╔══

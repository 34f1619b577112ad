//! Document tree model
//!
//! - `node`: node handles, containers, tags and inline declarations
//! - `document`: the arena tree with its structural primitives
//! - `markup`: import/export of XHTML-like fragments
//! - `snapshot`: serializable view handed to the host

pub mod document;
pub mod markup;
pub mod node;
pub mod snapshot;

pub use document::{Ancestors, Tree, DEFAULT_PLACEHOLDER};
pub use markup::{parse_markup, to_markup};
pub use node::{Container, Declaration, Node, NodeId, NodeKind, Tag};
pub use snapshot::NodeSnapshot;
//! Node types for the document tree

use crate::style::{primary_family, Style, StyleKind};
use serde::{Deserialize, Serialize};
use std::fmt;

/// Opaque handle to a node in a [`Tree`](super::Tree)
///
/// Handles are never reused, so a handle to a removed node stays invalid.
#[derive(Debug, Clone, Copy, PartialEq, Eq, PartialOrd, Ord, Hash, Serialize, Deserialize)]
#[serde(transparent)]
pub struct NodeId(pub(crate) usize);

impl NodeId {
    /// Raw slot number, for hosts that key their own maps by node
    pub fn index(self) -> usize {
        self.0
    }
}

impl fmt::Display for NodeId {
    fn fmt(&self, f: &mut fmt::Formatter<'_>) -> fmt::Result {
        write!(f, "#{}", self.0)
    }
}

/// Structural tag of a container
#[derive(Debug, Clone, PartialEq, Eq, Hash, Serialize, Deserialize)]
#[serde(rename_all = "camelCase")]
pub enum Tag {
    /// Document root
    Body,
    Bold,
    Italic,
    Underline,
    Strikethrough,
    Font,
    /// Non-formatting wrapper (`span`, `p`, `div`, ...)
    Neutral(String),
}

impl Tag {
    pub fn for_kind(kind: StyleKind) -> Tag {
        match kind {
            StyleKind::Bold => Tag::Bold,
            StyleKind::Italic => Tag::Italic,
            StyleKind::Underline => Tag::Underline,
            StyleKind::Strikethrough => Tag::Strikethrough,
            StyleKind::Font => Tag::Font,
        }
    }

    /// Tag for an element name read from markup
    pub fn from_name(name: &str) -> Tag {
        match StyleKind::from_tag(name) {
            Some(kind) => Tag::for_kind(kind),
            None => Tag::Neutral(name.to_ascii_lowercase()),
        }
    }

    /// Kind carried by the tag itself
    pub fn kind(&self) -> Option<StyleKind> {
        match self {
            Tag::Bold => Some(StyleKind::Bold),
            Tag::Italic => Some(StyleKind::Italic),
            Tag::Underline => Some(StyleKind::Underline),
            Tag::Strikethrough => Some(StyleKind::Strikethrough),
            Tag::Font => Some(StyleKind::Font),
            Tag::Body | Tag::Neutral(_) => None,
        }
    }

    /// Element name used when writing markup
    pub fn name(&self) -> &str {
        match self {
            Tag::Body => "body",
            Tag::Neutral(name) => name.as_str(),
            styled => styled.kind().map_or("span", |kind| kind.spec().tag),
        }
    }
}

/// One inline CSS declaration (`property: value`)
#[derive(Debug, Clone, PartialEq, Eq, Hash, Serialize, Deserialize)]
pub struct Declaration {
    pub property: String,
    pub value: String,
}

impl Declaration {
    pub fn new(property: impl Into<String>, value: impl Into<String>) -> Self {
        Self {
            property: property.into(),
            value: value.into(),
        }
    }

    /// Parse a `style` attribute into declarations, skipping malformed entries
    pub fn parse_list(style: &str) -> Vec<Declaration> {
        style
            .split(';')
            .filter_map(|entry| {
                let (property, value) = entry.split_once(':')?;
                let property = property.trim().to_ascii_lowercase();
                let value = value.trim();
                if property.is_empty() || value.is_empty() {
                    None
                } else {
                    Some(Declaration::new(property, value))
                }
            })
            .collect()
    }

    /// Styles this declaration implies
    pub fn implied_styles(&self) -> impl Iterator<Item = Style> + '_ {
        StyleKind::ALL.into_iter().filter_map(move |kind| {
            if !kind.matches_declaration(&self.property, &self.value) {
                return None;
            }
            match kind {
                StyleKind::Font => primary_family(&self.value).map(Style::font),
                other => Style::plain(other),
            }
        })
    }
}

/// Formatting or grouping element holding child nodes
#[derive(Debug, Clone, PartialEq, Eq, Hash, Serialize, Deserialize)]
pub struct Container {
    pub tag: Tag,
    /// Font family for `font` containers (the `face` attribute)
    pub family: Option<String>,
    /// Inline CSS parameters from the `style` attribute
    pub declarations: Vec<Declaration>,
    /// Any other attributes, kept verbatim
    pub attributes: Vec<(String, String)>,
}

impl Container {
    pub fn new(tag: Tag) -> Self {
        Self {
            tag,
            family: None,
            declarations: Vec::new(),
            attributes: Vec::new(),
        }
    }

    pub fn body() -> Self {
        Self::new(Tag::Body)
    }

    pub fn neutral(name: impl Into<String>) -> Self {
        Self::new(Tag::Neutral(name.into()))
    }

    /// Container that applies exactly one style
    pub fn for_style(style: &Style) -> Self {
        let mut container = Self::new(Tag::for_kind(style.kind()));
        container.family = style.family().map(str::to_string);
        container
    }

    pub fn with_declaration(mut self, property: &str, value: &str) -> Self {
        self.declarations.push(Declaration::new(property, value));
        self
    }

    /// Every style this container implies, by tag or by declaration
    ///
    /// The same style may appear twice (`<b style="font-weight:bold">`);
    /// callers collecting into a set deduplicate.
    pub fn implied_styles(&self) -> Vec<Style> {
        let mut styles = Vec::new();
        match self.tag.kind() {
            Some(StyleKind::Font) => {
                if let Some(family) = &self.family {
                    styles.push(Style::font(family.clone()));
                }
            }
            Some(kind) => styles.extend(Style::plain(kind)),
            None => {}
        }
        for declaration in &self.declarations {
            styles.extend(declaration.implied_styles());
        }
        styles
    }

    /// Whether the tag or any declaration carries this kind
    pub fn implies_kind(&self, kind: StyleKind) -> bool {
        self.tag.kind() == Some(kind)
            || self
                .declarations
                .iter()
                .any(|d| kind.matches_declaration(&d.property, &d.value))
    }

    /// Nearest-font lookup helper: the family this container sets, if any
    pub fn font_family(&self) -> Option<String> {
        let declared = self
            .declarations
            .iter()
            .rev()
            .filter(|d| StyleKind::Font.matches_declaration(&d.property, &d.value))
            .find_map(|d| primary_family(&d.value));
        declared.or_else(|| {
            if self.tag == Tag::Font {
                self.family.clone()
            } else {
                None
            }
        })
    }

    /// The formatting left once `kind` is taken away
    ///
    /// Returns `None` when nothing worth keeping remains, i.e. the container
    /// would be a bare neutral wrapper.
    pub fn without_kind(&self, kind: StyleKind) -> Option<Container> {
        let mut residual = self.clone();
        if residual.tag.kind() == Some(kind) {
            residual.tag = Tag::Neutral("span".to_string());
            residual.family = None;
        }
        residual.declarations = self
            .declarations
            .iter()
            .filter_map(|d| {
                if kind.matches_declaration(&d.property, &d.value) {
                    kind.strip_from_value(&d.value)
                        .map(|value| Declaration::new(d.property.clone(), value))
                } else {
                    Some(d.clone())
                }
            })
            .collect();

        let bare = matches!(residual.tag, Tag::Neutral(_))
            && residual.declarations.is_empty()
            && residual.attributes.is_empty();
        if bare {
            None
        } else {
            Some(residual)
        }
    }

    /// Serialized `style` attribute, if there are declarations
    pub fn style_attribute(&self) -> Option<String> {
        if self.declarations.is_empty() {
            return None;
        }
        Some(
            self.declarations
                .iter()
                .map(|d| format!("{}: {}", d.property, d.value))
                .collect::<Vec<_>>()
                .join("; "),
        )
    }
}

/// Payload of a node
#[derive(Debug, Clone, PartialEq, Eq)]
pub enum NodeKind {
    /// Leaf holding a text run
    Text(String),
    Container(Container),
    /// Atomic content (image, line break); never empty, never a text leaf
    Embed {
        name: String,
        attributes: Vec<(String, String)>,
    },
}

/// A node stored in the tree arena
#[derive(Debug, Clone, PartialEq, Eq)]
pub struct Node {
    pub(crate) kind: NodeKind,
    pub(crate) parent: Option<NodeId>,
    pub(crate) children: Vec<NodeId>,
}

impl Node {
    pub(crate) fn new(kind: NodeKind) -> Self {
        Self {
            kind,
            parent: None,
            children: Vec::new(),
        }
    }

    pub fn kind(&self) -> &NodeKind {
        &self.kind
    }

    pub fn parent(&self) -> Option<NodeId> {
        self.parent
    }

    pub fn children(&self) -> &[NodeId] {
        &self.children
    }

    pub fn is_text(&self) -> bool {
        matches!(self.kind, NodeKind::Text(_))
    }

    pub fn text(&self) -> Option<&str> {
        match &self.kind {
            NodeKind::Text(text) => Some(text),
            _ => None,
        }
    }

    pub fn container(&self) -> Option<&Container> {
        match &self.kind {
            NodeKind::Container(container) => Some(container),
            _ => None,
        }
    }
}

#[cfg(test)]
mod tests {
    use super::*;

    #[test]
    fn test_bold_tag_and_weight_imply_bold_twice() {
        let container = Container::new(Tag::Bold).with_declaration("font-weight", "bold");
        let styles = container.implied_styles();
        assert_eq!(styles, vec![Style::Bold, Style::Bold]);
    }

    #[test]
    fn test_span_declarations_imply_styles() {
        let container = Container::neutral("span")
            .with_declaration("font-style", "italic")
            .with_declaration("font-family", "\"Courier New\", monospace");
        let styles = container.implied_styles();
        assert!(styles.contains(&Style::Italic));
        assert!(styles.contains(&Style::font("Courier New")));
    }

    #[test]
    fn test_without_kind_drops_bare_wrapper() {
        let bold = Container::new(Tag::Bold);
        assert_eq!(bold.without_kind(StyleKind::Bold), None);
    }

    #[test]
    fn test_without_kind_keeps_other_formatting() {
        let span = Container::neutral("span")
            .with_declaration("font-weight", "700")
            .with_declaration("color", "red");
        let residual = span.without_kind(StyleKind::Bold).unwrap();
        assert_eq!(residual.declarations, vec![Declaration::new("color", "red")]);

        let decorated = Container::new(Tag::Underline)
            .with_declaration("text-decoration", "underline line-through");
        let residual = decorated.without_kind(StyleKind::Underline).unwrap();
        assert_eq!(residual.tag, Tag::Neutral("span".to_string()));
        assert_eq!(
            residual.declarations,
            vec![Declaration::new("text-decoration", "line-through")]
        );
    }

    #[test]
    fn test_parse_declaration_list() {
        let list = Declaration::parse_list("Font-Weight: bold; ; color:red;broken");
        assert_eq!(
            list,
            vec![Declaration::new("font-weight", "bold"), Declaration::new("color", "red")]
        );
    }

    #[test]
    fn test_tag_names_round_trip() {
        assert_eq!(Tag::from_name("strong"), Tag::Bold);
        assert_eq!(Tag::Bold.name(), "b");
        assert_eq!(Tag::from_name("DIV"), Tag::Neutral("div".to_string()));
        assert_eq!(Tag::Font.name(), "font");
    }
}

╚══

* Assigned task
How many lines in the data above hold the word "containers"? Answer with the number alone.

* Task output
2